Stromanthe Triostar common problems

As with any houseplant, there are a few common problems that may arise with your Stromanthe Triostar. These plants are known to be a bit fussy, so don’t fret if yours does not look perfect. Most of them don’t.

In fact, these plants tend to look better from a bit of a distance. Here are some general problems (and solutions) that may arise with your Stromanthe plant.

Stromanthe Triostar brown tips and leaf edges

Stromanthe triostar

If you notice the edges of your Stromanthe turning brown and dry, there are a few issues to consider. Be sure your plant is staying consistently moist and do not let it dry out between waterings. If you’re on a good watering schedule and the soil is satisfactory, you may have an issue with humidity.

These plants do like higher levels of humidity, so be sure to supplement if needed. The browning leaf edges can also be caused by the type of water you are using. Use filtered water if possible.

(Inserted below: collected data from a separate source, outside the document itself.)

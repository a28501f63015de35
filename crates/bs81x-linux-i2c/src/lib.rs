//! bs81x-linux-i2c - Linux i2c-dev backend for the BS81x driver
//!
//! This crate talks to a BS81x on the two-wire bus through the Linux
//! `/dev/i2c-N` character devices.
//!
//! # Example
//!
//! ```no_run
//! use bs81x_core::TouchDevice;
//! use bs81x_linux_i2c::{LinuxI2c, LinuxI2cConfig};
//!
//! let config = LinuxI2cConfig::new("/dev/i2c-1").with_address(0x50);
//! let i2c = LinuxI2c::open(&config)?;
//!
//! let mut touch = TouchDevice::bus(i2c, config.address);
//! touch.begin()?;
//! touch.set_sensitivity(0, 0x20)?;
//! println!("keys: {}", touch.key_states()?);
//! # Ok::<(), Box<dyn std::error::Error>>(())
//! ```
//!
//! # Usage with the bs81x CLI
//!
//! ```bash
//! bs81x keys -t i2c:bus=1
//! bs81x wakeup -t i2c:dev=/dev/i2c-1,addr=0x50 --enable
//! ```
//!
//! # System Requirements
//!
//! - The `i2c-dev` kernel module loaded
//! - Access to `/dev/i2c-N` devices (may require root or membership in the
//!   `i2c` group)

pub mod device;
pub mod error;

// Re-exports
pub use device::{fault_from_errno, parse_options, LinuxI2c, LinuxI2cConfig, DEFAULT_ADDRESS};
pub use error::{LinuxI2cError, Result};

use bs81x_core::protocol::BusRegisterIo;
use bs81x_core::{KeyTransport, TouchDevice};

/// Open a chip on a Linux I2C bus and return a touch device over a boxed transport
///
/// This is a convenience function for use in the CLI transport dispatch.
///
/// # Example Options
///
/// - `dev=/dev/i2c-1` - Device path (or use bus=N)
/// - `bus=1` - Bus number (alternative to dev)
/// - `addr=0x50` - Optional: chip address (default: 0x50)
pub fn open_i2c(
    options: &[(&str, &str)],
) -> std::result::Result<TouchDevice<Box<dyn KeyTransport + Send>>, Box<dyn std::error::Error>> {
    let config = parse_options(options)?;
    let i2c = LinuxI2c::open(&config)?;
    let transport: Box<dyn KeyTransport + Send> =
        Box::new(BusRegisterIo::new(i2c, config.address));
    Ok(TouchDevice::new(transport))
}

Browning leaf tips is not harmful to the plant. However, it isn’t the prettiest to look at. You can trim the tips of your Stromanthe if you prefer.

Stromanthe Triostar leaf edges curling up

If your Stromanthe is not getting enough humidity, you’ll notice the edges of the leaves curling up to conserve moisture. This can also happen if the plant is exposed to too much direct light. It’s a natural defense, as the plant is tying to “shield” itself and prevent excessive evaporation out of the plant cells.

It is also worth noting that new leaves will uncurl as they form. So, if you notice a curled leaf, it may actually be a sign of new growth!

Stromanthe Triostar leaves pointing down

Stromanthe triostar

If your Stromanthe plant is not turning its leaves up at night and the leaves are consistently pointing downward, it may be getting too much light. Try moving it to a location that gets a bit less light.

If the leaves are mushy and drooping downward or accompanied by mushy stems, you may have root rot or an overwatering issue.

I do have some varities of prayer plants that are “supposed” to move, and they just don’t. They’re still perfectly happy and healthy houseplants! It’s not worth overthinking too much, as long as the plant is healthy and putting out new growth.

Stromanthe Triostar propagation

You cannot propagate your Stromanthe from cuttings. However, most Stromanthes will clump together and they can be divided quite easily.

To propagate your Stromanthe, divide the mother plant in the spring or summer. Carefully separate the roots and place the new division in fresh soil.

Stromanthe triostar

Despite it’s reputation for being fussy and finicky, I think this is one of the best houseplants you can keep in your home. As the parent of a very curious cat, I love that it is a pet-friendly plant. Our Stromanthe Triostar brings color into the home without the risk that other toxic tropical plants bring.

With proper care, this plant will thrive and grow for many years in your home. It will reward you with colorful, decorative foliage that can brighten up any space.